2 - Nations in your SoI give you 2nd crack on their output in raw materials and industrial goods, so if there are raw materials you need and don't produce on your own, and have trouble getting supplies on the world market, having an SoI on a nation that produces them will give you an edge in getting those resources (since you get first call on them after the producers own POPs, rather than whatever your overall rank is in game which is what determines market acces in general in the World Market.) It also gives you access to new markets to sell your production, so if your factories are producing more than your nation needs of goods, your SoIs become their next market, which might not be the case if those nations are lower on the global ranking scale). At the same time, having the SoI instead of direct rule means you do not have any of the administrative costs of controlling the territory, so can be a cost-effective way to build an "informal empire" with economic access locked in without the headaches of administration and order maintenance.
Okay, so you just want them in the SOI so you can get first dibs on rare goods they produce, is that the gist of it? If they make guns, and demand outstrips supply, you want to get their guns directly. Does price on the world market get affected only by the amount of supply released to it, and thus not sold internally?
Are the prices the same internally as on the world market? Because if so, it doesn't seem like having stuff produced internally helps at all. Prices still go up because world demand outstrips world supply, so even if your pops get all the opium they want from china, they pay more and more for it because there's not enough supply in the world for everyone to get it? I'm just not really understanding how the whole thing works, I guess, as far as prices go and the value of buying internally if tariffs are 0.
Oh, one more question: Does it help your people in any way to have tariffs? Seems to me that it either has no effect at all, assuming you make enough to keep them happy, or it hurts everyone, if they have to buy some elsewhere. Unless there's a different internal and world market price, the only thing it would change is that your bottom line gets greener because your pops spend more to fulfill their needs.
Also, thanks for the Q&A time. I fancy myself an economic man, and understood most of Vicky 1's intricacies, but I can't seem to grasp how the new world market works, even after reading the manual.

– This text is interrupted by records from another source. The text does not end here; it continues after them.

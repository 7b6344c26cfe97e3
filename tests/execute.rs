//! Executor and transaction behaviour against the scripted wire client.

mod common;

use common::{
    command_ok, connect_expectations, default_parameters, expect, install, server_error, tuples,
    Expectation, ScriptedClient,
};
use pg_odbc::client::WireTransactionStatus::{Idle, InError, InTransaction};
use pg_odbc::{
    BoundValue, Connection, CursorType, Environment, Error, ParamBinding, State, TransactionPhase,
};

fn connect(connection_string: &str, expectations: Vec<Expectation>) -> Connection<ScriptedClient> {
    let mut script = connect_expectations();
    script.extend(expectations);
    install(&default_parameters(), script);
    let options = pg_odbc::ConnectOptions::parse(connection_string).unwrap();
    Connection::establish(options).unwrap()
}

#[test]
fn parameters_are_substituted_into_the_dispatched_text() {
    let mut conn = connect(
        "",
        vec![expect(
            "INSERT INTO t VALUES (5, 'it''s')",
            vec![command_ok("INSERT 0 1")],
            Idle,
        )],
    );
    let id = conn.alloc_statement();
    let stmt = conn.statement_mut(id).unwrap();
    stmt.set_sql("INSERT INTO t VALUES (?, ?)");
    stmt.bind_param(1, ParamBinding::value(BoundValue::Int(5)));
    stmt.bind_param(2, ParamBinding::value(BoundValue::Char(b"it's".to_vec())));
    conn.execute(id).unwrap();
    assert_eq!(1, conn.rows_affected(id).unwrap());
}

#[test]
fn server_error_surfaces_its_sqlstate() {
    let mut conn = connect(
        "",
        vec![expect(
            "KABOOM",
            vec![server_error("42601", "syntax error at or near \"KABOOM\"")],
            Idle,
        )],
    );
    let id = conn.alloc_statement();
    conn.statement_mut(id).unwrap().set_sql("KABOOM");
    let err = conn.execute(id).unwrap_err();
    assert_eq!(State::SYNTAX_ERROR, err.state());
    // The failure is recorded in the statement's error slot as well.
    assert!(conn.statement(id).unwrap().error.is_some());
}

/// After a statement error inside a transaction every further statement fails fast until the
/// application rolls back.
#[test]
fn failed_transaction_fails_fast_until_rollback() {
    let mut conn = connect(
        "",
        vec![
            expect("BEGIN", vec![command_ok("BEGIN")], InTransaction),
            expect(
                "KABOOM",
                vec![server_error("42601", "syntax error")],
                InError,
            ),
            expect("ROLLBACK", vec![command_ok("ROLLBACK")], Idle),
        ],
    );
    conn.begin().unwrap();
    let id = conn.alloc_statement();
    conn.statement_mut(id).unwrap().set_sql("KABOOM");
    conn.execute(id).unwrap_err();
    assert_eq!(TransactionPhase::InTransactionError, conn.core.transact);

    conn.statement_mut(id)
        .unwrap()
        .set_sql("INSERT INTO t VALUES (1)");
    let err = conn.execute(id).unwrap_err();
    assert!(matches!(err, Error::InFailedTransaction));

    conn.abort().unwrap();
    assert_eq!(TransactionPhase::NotInTransaction, conn.core.transact);
}

/// With `rollback_on_error=2` every statement runs inside a savepoint; an error rolls back to it
/// and the transaction stays usable.
#[test]
fn per_query_savepoint_recovers_the_transaction() {
    let mut conn = connect(
        "rollback_on_error=2",
        vec![
            expect("BEGIN", vec![command_ok("BEGIN")], InTransaction),
            expect(
                "SAVEPOINT _per_query_svp_;INSERT INTO t VALUES (1)",
                vec![
                    command_ok("SAVEPOINT"),
                    server_error("23505", "duplicate key value"),
                ],
                InError,
            ),
            expect(
                "ROLLBACK TO _per_query_svp_",
                vec![command_ok("ROLLBACK"), command_ok("RELEASE")],
                InTransaction,
            ),
            expect(
                "SAVEPOINT _per_query_svp_;INSERT INTO t VALUES (2);RELEASE _per_query_svp_",
                vec![
                    command_ok("SAVEPOINT"),
                    command_ok("INSERT 0 1"),
                    command_ok("RELEASE"),
                ],
                InTransaction,
            ),
        ],
    );
    conn.begin().unwrap();
    let id = conn.alloc_statement();
    conn.statement_mut(id)
        .unwrap()
        .set_sql("INSERT INTO t VALUES (1)");
    let err = conn.execute(id).unwrap_err();
    assert_eq!(State(*b"23505"), err.state());
    // The savepoint rollback kept the transaction alive.
    assert_eq!(TransactionPhase::InTransactionOk, conn.core.transact);

    conn.statement_mut(id)
        .unwrap()
        .set_sql("INSERT INTO t VALUES (2)");
    conn.execute(id).unwrap();
    assert_eq!(1, conn.rows_affected(id).unwrap());
}

/// Commit releases fully consumed non holdable cursors before the COMMIT itself.
#[test]
fn commit_closes_consumed_cursors() {
    let expectations = vec![
        expect(
            "pg_attribute",
            vec![tuples(
                &[
                    ("attname", 19),
                    ("atttypid", 26),
                    ("atttypmod", 23),
                    ("attnotnull", 16),
                    ("attnum", 21),
                    ("oid", 26),
                    ("relhasoids", 16),
                ],
                &[&["id", "23", "-1", "t", "1", "1000", "f"]],
            )],
            Idle,
        ),
        expect("pg_index", vec![tuples(&[("attname", 19)], &[&["id"]])], Idle),
        expect(
            "DECLARE \"SQL_CUR1\"",
            vec![command_ok("BEGIN"), command_ok("DECLARE CURSOR")],
            InTransaction,
        ),
        expect(
            "FETCH FORWARD 100 IN \"SQL_CUR1\"",
            vec![tuples(&[("id", 23), ("ctid", 27)], &[&["1", "(0,1)"]])],
            InTransaction,
        ),
        expect("CLOSE \"SQL_CUR1\"", vec![command_ok("CLOSE CURSOR")], InTransaction),
        expect("COMMIT", vec![command_ok("COMMIT")], Idle),
    ];
    let mut conn = connect("", expectations);
    let id = conn.alloc_statement();
    let stmt = conn.statement_mut(id).unwrap();
    stmt.set_sql("SELECT id FROM t");
    stmt.options.cursor_type = CursorType::KeysetDriven;
    stmt.options.concurrency = pg_odbc::Concurrency::RowVersion;
    conn.execute(id).unwrap();
    assert!(conn.statement(id).unwrap().cursor_open);

    conn.commit().unwrap();
    assert!(!conn.statement(id).unwrap().cursor_open);
    assert_eq!(TransactionPhase::NotInTransaction, conn.core.transact);
}

/// With `use_server_side_prepare` parameters travel out of line as `$n` markers instead of
/// being inlined into the statement text.
#[test]
fn server_side_prepare_numbers_the_placeholders() {
    let mut conn = connect(
        "use_server_side_prepare=1",
        vec![expect(
            "INSERT INTO t VALUES ($1, $2)",
            vec![command_ok("INSERT 0 1")],
            Idle,
        )],
    );
    let id = conn.alloc_statement();
    let stmt = conn.statement_mut(id).unwrap();
    stmt.set_sql("INSERT INTO t VALUES (?, ?)");
    stmt.bind_param(1, ParamBinding::value(BoundValue::Int(5)));
    stmt.bind_param(2, ParamBinding::value(BoundValue::Char(b"x".to_vec())));
    conn.execute(id).unwrap();
    assert_eq!(1, conn.rows_affected(id).unwrap());
}

/// Large object round trip through the client's large object protocol, wrapped in private
/// transactions while autocommit is on.
#[test]
fn large_object_round_trip() {
    let mut conn = connect(
        "",
        vec![
            expect("BEGIN", vec![command_ok("BEGIN")], InTransaction),
            expect("COMMIT", vec![command_ok("COMMIT")], Idle),
            expect("BEGIN", vec![command_ok("BEGIN")], InTransaction),
            expect("COMMIT", vec![command_ok("COMMIT")], Idle),
        ],
    );
    let payload = b"large object payload".to_vec();
    let oid = conn.core.create_large_object(&payload).unwrap();
    let read_back = conn.core.read_large_object(oid).unwrap();
    assert_eq!(payload, read_back);
}

#[test]
fn environment_tracks_live_connections() {
    let env = Environment::new();
    install(&default_parameters(), connect_expectations());
    let conn = env.connect::<ScriptedClient>("server=somewhere").unwrap();
    assert_eq!(1, env.num_connections());
    drop(conn);
    assert_eq!(0, env.num_connections());
}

Edit: Oh, and one more thing: Since it's built on ratios, wouldn't that mean that excess demand on the world market increases the speed that a price inflates? So if you put someone in your SoI, and your demands became internal, because there's lower supply and demand on the world market in the same amount, it speeds up the movement of the price. So if you put someone in your SoI, you'll actually end up paying more for a rare good than otherwise, although you might not have gotten it before. For example: You want 5 iron, GB wants 5 iron, and china makes 6 iron. If it were on the world market, you wouldn't get enough iron, but the ratio of demand:supply would be 10:6, or ~1.66. However, if you put them in your SoI, then the world demand is 5 iron from GB and the world supply is 1 iron from China, which is what gets out of your internal market, and thus the ratio is 5:1. As you can see, that example has a greatly increased speed of price change, and if the internal and world market prices are the same, has you paying way more for iron in the long run. Now in a real situation it wouldn't be as drastic, but lower volume with the same difference increases the ratio, with a limit of 0 for the supply.